#### [Exercise instructions]
Scan the records that follow, and whenever a line has the word "FailureKind", copy it.
----
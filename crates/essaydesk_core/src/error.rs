//! Failure taxonomy and the catch-log-notify policy.
//!
//! # Responsibility
//! - Classify failures into the four user-facing kinds.
//! - Log each failure once, at the point it is caught, as a structured event.
//! - Convert failures into non-blocking `UserNotice`s.
//!
//! # Invariants
//! - Reporting never panics and never propagates the error further.
//! - No retries are performed; the user re-triggers the action.

use crate::logging::sanitize_message;
use crate::notice::UserNotice;
use log::error;
use std::error::Error;

const MAX_LOGGED_ERROR_CHARS: usize = 240;

pub const ERROR_NOTICE_TITLE: &str = "Erro";

/// User-facing failure categories.
#[derive(Debug, Clone, Copy, PartialEq, Eq)]
pub enum FailureKind {
    StorageRead,
    StorageWrite,
    Network,
    FileExport,
}

impl FailureKind {
    /// Stable label used in log lines.
    pub fn as_str(self) -> &'static str {
        match self {
            Self::StorageRead => "storage_read",
            Self::StorageWrite => "storage_write",
            Self::Network => "network",
            Self::FileExport => "file_export",
        }
    }

    /// Default message shown to the user for this kind.
    pub fn user_message(self) -> &'static str {
        match self {
            Self::StorageRead => "Não foi possível carregar suas redações.",
            Self::StorageWrite => "Não foi possível salvar as alterações.",
            Self::Network => "Não foi possível conectar ao servidor.",
            Self::FileExport => "Não foi possível baixar o arquivo.",
        }
    }
}

/// Logs a caught failure and returns the notice to show.
pub fn report_failure(
    kind: FailureKind,
    module: &str,
    event: &str,
    err: &(dyn Error + 'static),
) -> UserNotice {
    log_failure(kind, module, event, err);
    UserNotice::error(ERROR_NOTICE_TITLE, kind.user_message())
}

/// Logs a caught failure without producing a notice.
pub fn log_failure(kind: FailureKind, module: &str, event: &str, err: &(dyn Error + 'static)) {
    error!(
        "event={event} module={module} status=error kind={} error={}",
        kind.as_str(),
        sanitize_message(&error_chain(err), MAX_LOGGED_ERROR_CHARS)
    );
}

fn error_chain(err: &(dyn Error + 'static)) -> String {
    let mut rendered = err.to_string();
    let mut source = err.source();
    while let Some(cause) = source {
        let cause_text = cause.to_string();
        if !rendered.ends_with(cause_text.as_str()) {
            rendered.push_str(": ");
            rendered.push_str(&cause_text);
        }
        source = cause.source();
    }
    rendered
}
----
#### [Solved problem]
pub enum FailureKind {
impl FailureKind {
    kind: FailureKind,
pub fn log_failure(kind: FailureKind, module: &str, event: &str, err: &(dyn Error + 'static)) {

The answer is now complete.